Cassazione civile Sez. III sentenza n. 7507 del 4 giugno 2001

(3 massime)

(massima n. 1)

In contrapposizione all'art. 2043 c.c., che fa sorgere l'obbligo del risarcimento dalla commissione di un «fatto» doloso o colposo, il successivo art. 2055 considera, ai fini della solidarietà nel risarcimento stesso, il «fatto dannoso», sicché, mentre la prima norma si riferisce all'azione del soggetto che cagiona l'evento, la seconda riguarda la posizione di quello che subisce il danno, ed in cui favore è stabilita la solidarietà.

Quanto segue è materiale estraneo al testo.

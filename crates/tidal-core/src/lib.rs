#![allow(clippy::pedantic)]
#![allow(clippy::nursery)]
#![deny(clippy::unwrap_used)]
#![allow(clippy::missing_errors_doc)]

pub mod constants;
pub mod decode;
pub mod endpoint;
pub mod event;
pub mod frame;
pub mod notice;
pub mod parser;

pub use crate::constants::*;
pub use crate::decode::*;
pub use crate::endpoint::*;
pub use crate::event::*;
pub use crate::frame::*;
pub use crate::notice::*;
pub use crate::parser::*;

Ne consegue che l'unicità del fatto dannoso richiesta dal ricordato art. 2055 per la legittima predicabilità di una responsabilità solidale tra gli autori dell'illecito deve essere intesa in senso non assoluto, ma relativo al danneggiato, ricorrendo, pertanto, tale forma di responsabilità pur se il fatto dannoso sia derivato da più azioni o omissioni, dolose o colpose, costituenti fatti illeciti distinti, ed anche diversi, sempreché le singole azioni o omissioni abbiano concorso in maniera efficiente alla produzione del danno, e senza che, con tale principio, contrasti la disposizione dell'art. 187 cpv c.p., la quale, con lo statuire per i condannati per uno stesso reato l'obbligo in solido al risarcimento del danno, non esclude ipotesi diverse di responsabilità solidale di soggetti che non siano colpiti da alcuna condanna o che siano colpiti da condanna per reati diversi o che siano taluni colpiti da condanna e altri no (principio affermato in tema di responsabilità solidale tra fautore dell'incidente, che aveva causato lesioni personali al danneggiato, ed il medico, che aveva provveduto alle conseguenti relative cure sanitarie).

(massima n. 2)

La liquidazione del risarcimento di danni futuri comporta la detrazione, sulla somma assegnata al danneggiato, di interessi a scalare per il periodo di pagamento anticipato del capitale, detrazione da calcolarsi con riferimento al momento dell'effettiva corresponsione della somma (o, in mancanza, al momento della liquidazione della stessa), e non anche con riguardo alla data del fatto illecito.

(massima n. 3)

Nel caso di lesioni personali seguite da trattamento sanitario che, in luogo di determinarne la guarigione, le abbiano aggravate (o abbiano addirittura provocato la morte del paziente), l'eventuale negligenza o imperizia dei medici non esclude, di per sé, il nesso di causalità tra la condotta lesiva dell'agente e l'evento finale, poiché la colpa del sanitario, ancorché grave, non pub ritenersi causa autonoma ed indipendente rispetto al comportamento dell'autore dell'illecito che, provocando il fatto lesivo, ne abbia reso necessario l'intervento. L'intervento medico è, difatti, vicenda sicuramente tipica e prevedibile, mentre lo stesso errore professionale, non potendo, di per sé, ritenersi fatto del tutto imprevedibile o inverosimile, si inserisce del tutto legittimamente nella serie causale originata dall'azione offensiva rispetto alla quale costituisce, dunque, momento normale di evoluzione, poiché le modalità con cui i sanitari operano non realizzano quella situazione di sufficienza causale sopravvenuta nella determinazione dell'evento dalla quale il legislatore fa dipendere l'esclusione del rapporto di causalità rispetto a tutti gli antecedenti comunque riferibili all'evento.